Police on Monday attributed the dozens of shootings to gangs, the illegal flow of guns and sweltering August heat that drew more people outside.

The victims ranged in age from 11 to 63, according to police. One teenage girl died after being shot in the face. A teenage boy was fatally shot riding a bike Sunday afternoon. Other shootings took place at a block party and a funeral.

Even for Chicagoans all too accustomed to violence in parts of the city, the weekend stood out. By way of comparison, at least seven people were killed and 32 wounded during the long Memorial Day weekend, the Chicago Tribune reported.

"Our souls are burdened," Mayor Rahm Emanuel said. "It is unacceptable to happen in any neighborhood of Chicago. We are a better city."

Echoing comments that Trump himself has made repeatedly about Chicago, Giuliani blamed Emanuel — President Barack Obama's White House chief of staff — and decades of "one party Democratic rule" in a series of tweets on Sunday and Monday.

Antonio Perez/Chicago Tribune via AP

The former New York mayor also tweeted his support for Chicago mayoral candidate and former Police Superintendent Garry McCarthy, referring to him as "Jerry" and calling him a "policing genius."

McCarthy plans to run next February against Emanuel, who fired McCarthy in 2015 after the release of dashcam video showing a white police officer kill a black teenager by shooting him 16 times.

Misspelling Emanuel's last name, Giuliani tweeted: "He can do a lot better than Mayor Emmanuel who is fiddling while Chicago burns." Giuliani also falsely claimed that Chicago had "63 murders this weekend."

The mayor had no immediate comment on Giuliani's attacks.

Most of the shootings happened in poor neighborhoods on the West and South Sides where gangs are entrenched, said Police Superintendent Eddie Johnson, standing next to the mayor.

Johnson noted that homicides in the city are down by around 20 percent from last year. But he said gang members and others arrested on gun charges aren't dealt with harshly enough.

"It is the same people who are pulling the triggers," he said. "This is a small subset of individuals who think they can play by their own rules because they continue to get a slap on the wrist when we arrest them."

Johnson said at the morning news conference there had been no arrests in any of the weekend shootings.

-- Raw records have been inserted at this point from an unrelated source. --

use clap::Args;
use sentinel_core::{HttpMethod, RetrievalConfig, SearchOptions, TimeRange};

/// Search-engine knobs.
#[derive(Args, Debug, Clone)]
pub struct SearchArgs {
    #[arg(long, default_value = "en")]
    pub language: String,
    #[arg(long, default_value = "general")]
    pub category: String,
    /// Comma-separated engine list.
    #[arg(long, default_value = "google,duckduckgo,bing,qwant")]
    pub engines: String,
    /// 0 (off), 1 (moderate), 2 (strict).
    #[arg(long, default_value_t = 2, value_parser = clap::value_parser!(u8).range(0..=2))]
    pub safesearch: u8,
    /// day|week|month|year (default: any time)
    #[arg(long)]
    pub time_range: Option<TimeRange>,
    /// GET|POST
    #[arg(long, default_value = "GET")]
    pub method: HttpMethod,
    /// Restrict results to one site (sent as a `site:` prefix).
    #[arg(long)]
    pub site_filter: Option<String>,
}

impl SearchArgs {
    pub fn to_options(&self) -> SearchOptions {
        let non_empty = |s: &str| {
            let s = s.trim();
            (!s.is_empty()).then(|| s.to_string())
        };
        SearchOptions {
            language: non_empty(&self.language),
            category: non_empty(&self.category),
            engines: self
                .engines
                .split(',')
                .map(str::trim)
                .filter(|s| !s.is_empty())
                .map(str::to_string)
                .collect(),
            safesearch: self.safesearch,
            time_range: self.time_range,
            method: self.method,
            site_filter: self.site_filter.as_deref().and_then(non_empty),
        }
    }
}

/// Retrieval-loop knobs.
#[derive(Args, Debug, Clone)]
pub struct RetrievalArgs {
    /// Relevant documents to collect before answering.
    #[arg(
        long = "num-results",
        default_value_t = 3,
        value_parser = clap::builder::RangedU64ValueParser::<usize>::new().range(1..)
    )]
    pub target_count: usize,
    #[arg(long, default_value_t = 3)]
    pub max_attempts: usize,
    /// Character budget per extracted document.
    #[arg(long, default_value_t = 3000)]
    pub max_chars: usize,
    #[arg(long, default_value_t = 0.2)]
    pub temperature: f32,
    #[arg(long, default_value_t = 0.95)]
    pub similarity_threshold: f32,
    /// Upper bound on documents passed to the answer.
    #[arg(
        long,
        default_value_t = 3,
        value_parser = clap::builder::RangedU64ValueParser::<usize>::new().range(1..)
    )]
    pub max_results: usize,
    /// Preferred domain for tie-breaking (repeatable).
    #[arg(long = "preferred-domain")]
    pub preferred_domains: Vec<String>,
    /// Near-duplicate cutoff; a negative value disables content dedup.
    #[arg(long, default_value_t = 0.8, allow_negative_numbers = true)]
    pub dedup_threshold: f32,
    /// Extract text from PDF results.
    #[arg(long, action = clap::ArgAction::Set, default_value_t = true)]
    pub use_pdf: bool,
    /// Search pages requested per attempt.
    #[arg(long, default_value_t = 5)]
    pub max_pages: u32,
    #[arg(long, default_value_t = 4)]
    pub concurrency: usize,
    /// Timeout for every external call (ms).
    #[arg(long, default_value_t = 20_000)]
    pub call_timeout_ms: u64,
}

impl RetrievalArgs {
    pub fn to_config(&self) -> RetrievalConfig {
        RetrievalConfig {
            target_count: self.target_count,
            max_attempts: self.max_attempts,
            max_chars: self.max_chars,
            temperature: self.temperature,
            similarity_threshold: self.similarity_threshold,
            max_results: self.max_results,
            preferred_domains: self
                .preferred_domains
                .iter()
                .map(|d| d.trim().to_ascii_lowercase())
                .filter(|d| !d.is_empty())
                .collect(),
            dedup_threshold: (self.dedup_threshold >= 0.0).then_some(self.dedup_threshold),
            use_pdf: self.use_pdf,
            max_pages: self.max_pages.max(1),
            concurrency: self.concurrency.max(1),
            call_timeout_ms: self.call_timeout_ms.max(1),
        }
    }
}
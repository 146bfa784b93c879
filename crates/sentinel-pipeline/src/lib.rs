//! The retrieval-augmentation loop and the model-driven steps around it.
//!
//! Everything here talks to the outside world through the `sentinel-core` traits only, so the
//! whole loop runs against scripted collaborators in tests.

use sentinel_core::{Error, Result};
use std::future::Future;
use std::time::Duration;

pub mod assess;
pub mod chat;
pub mod gather;
pub mod orchestrator;
pub mod rephrase;
pub mod semantic;
pub mod synthesize;

pub use assess::RelevanceAssessor;
pub use chat::{ChatHandler, ChatOptions, ChatOutcome, ChatReply, Route};
pub use gather::{CandidateSource, SearchGatherer};
pub use orchestrator::{LoopProgress, LoopState, RetrievalOrchestrator};
pub use rephrase::QueryRephraser;
pub use semantic::SemanticRanker;
pub use synthesize::AnswerSynthesizer;

pub const NO_RESULTS_MESSAGE: &str = "No relevant content could be found for your query.";

/// Text shown in place of an answer when synthesis fails.
pub fn synthesis_failure_message(err: &Error) -> String {
    let reason = match err {
        Error::Synthesis(r) => r.clone(),
        other => other.to_string(),
    };
    format!("An error occurred while processing your request: {reason}")
}

/// Run `fut` under a deadline; elapsing maps to `Error::Timeout`.
pub(crate) async fn bounded<T, F>(timeout: Duration, fut: F) -> Result<T>
where
    F: Future<Output = Result<T>>,
{
    match tokio::time::timeout(timeout, fut).await {
        Ok(r) => r,
        Err(_) => Err(Error::Timeout(
            u64::try_from(timeout.as_millis()).unwrap_or(u64::MAX),
        )),
    }
}
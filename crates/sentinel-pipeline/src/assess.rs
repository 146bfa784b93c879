use crate::bounded;
use sentinel_core::{AssessedResult, CandidateResult, ChatMessage, LanguageModel, Query};
use std::sync::Arc;
use std::time::Duration;

pub const ASSESS_MAX_TOKENS: u32 = 300;
/// Characters of page text shown to the model.
pub const ASSESS_EXCERPT_CHARS: usize = 1000;

const SYSTEM_PROMPT: &str = "You are a news analysis assistant. Decide whether a document is \
relevant to the user's query and, when it is, write a detailed summary of it.";

/// Binary relevance judgement plus summary, one model call per candidate.
///
/// Fails closed: a model error, a timeout, or a reply without a recognisable
/// `Relevant: Yes` line all yield `relevant = false`. Nothing propagates.
#[derive(Clone)]
pub struct RelevanceAssessor {
    model: Arc<dyn LanguageModel>,
    temperature: f32,
    timeout: Duration,
}

impl RelevanceAssessor {
    pub fn new(model: Arc<dyn LanguageModel>, temperature: f32, timeout: Duration) -> Self {
        Self {
            model,
            temperature,
            timeout,
        }
    }

    pub fn messages(query: &Query, candidate: &CandidateResult) -> Vec<ChatMessage> {
        let excerpt: String = candidate
            .extracted_text
            .chars()
            .take(ASSESS_EXCERPT_CHARS)
            .collect();
        let user = format!(
            "Query: {query}\n\n\
             Document Title: {title}\n\
             Document Content:\n{excerpt}\n\n\
             Instructions:\n\
             1. Decide whether the document is relevant to the query.\n\
             2. If it is, summarize what is specific to this item: key facts and figures, dates, \
             named entities, reported metrics or changes, and the likely impact.\n\
             3. If it is not, say \"Not relevant\".\n\n\
             Answer in exactly this format:\n\
             Relevant: [Yes/No]\n\
             Summary: [detailed summary, or \"Not relevant\"]",
            title = candidate.title,
        );
        vec![ChatMessage::system(SYSTEM_PROMPT), ChatMessage::user(user)]
    }

    pub async fn assess(&self, query: &Query, candidate: CandidateResult) -> AssessedResult {
        let messages = Self::messages(query, &candidate);
        let reply = bounded(
            self.timeout,
            self.model
                .generate(&messages, ASSESS_MAX_TOKENS, self.temperature),
        )
        .await;
        let (relevant, summary) = match reply {
            Ok(text) => parse_verdict(&text),
            Err(e) => {
                tracing::warn!(url = %candidate.url, error = %e, "assessment failed; treating as not relevant");
                (false, None)
            }
        };
        tracing::debug!(url = %candidate.url, relevant, "assessed");
        AssessedResult {
            candidate,
            relevant,
            summary,
        }
    }
}

/// Parse `Relevant:` / `Summary:` lines.
///
/// Only a line whose label is `Relevant:` and whose value begins with `yes` counts as a
/// positive verdict (case-insensitive); an echoed `[Yes/No]` template does not. The summary
/// runs from the `Summary:` label to the end of the reply and is dropped unless the verdict
/// is positive.
pub fn parse_verdict(reply: &str) -> (bool, Option<String>) {
    let mut relevant = false;
    let mut summary: Option<String> = None;
    let mut lines = reply.lines();
    while let Some(line) = lines.next() {
        let line = line.trim().trim_start_matches(['*', '-', '#', ' ']);
        if let Some(v) = strip_label(line, "relevant:") {
            if !relevant {
                let v = v
                    .trim_matches(|c: char| c == '*' || c == '[' || c.is_whitespace())
                    .to_ascii_lowercase();
                relevant = v.starts_with("yes") && !v.starts_with("yes/no");
            }
        } else if let Some(v) = strip_label(line, "summary:") {
            let mut s = v.trim().to_string();
            for rest in lines.by_ref() {
                s.push('\n');
                s.push_str(rest);
            }
            summary = Some(s.trim().to_string());
            break;
        }
    }
    let summary = summary
        .filter(|_| relevant)
        .filter(|s| !s.is_empty() && !s.trim_matches('"').eq_ignore_ascii_case("not relevant"));
    (relevant, summary)
}

fn strip_label<'a>(line: &'a str, label: &str) -> Option<&'a str> {
    let head = line.get(..label.len())?;
    head.eq_ignore_ascii_case(label).then(|| &line[label.len()..])
}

Days before the attacks, some 200 protesters marched through a well-to-do North Side neighborhood and briefly closed Lake Shore Drive, calling for more resources to stem violence in poor areas.

Tio Hardiman, one of the organizers of last week's rally, said members of the black community need to take the initiative by mediating truces between gangs.

The violence peaked early Sunday, including one shooting on the South Side that wounded eight people.

Security was increased over the weekend at the outdoor Lollapalooza music festival in downtown Chicago, which drew tens of thousands of young people. But Johnson said the officers were on overtime and weren't moved from their regular beats in high-crime areas.

Antonio Perez/Chicago Tribune via AP

City officials say new crime-fighting measures over recent years have helped bring homicide numbers down, including greater reliance on technology that can instantly indicate where gunfire came from. Improved intelligence-gathering has also enabled police to quickly dispatch officers to hotspots where gang violence has just occurred to help thwart revenge attacks.

Chicago ended 2017 with 650 homicides, down from 771 the year before. Though the drop was significant, last year's total exceeded the combined number of killings in New York and Los Angeles, the two U.S. cities bigger than Chicago.

In a statement, McCarthy called himself a "proud Democrat" and distanced himself from Giuliani's views and "the misguided, divisive tone and policies of Donald Trump."

McCarthy said the blame for the bloodshed "lies squarely with Rahm Emanuel's weak leadership and failed policies," not with Chicago Democrats as a whole.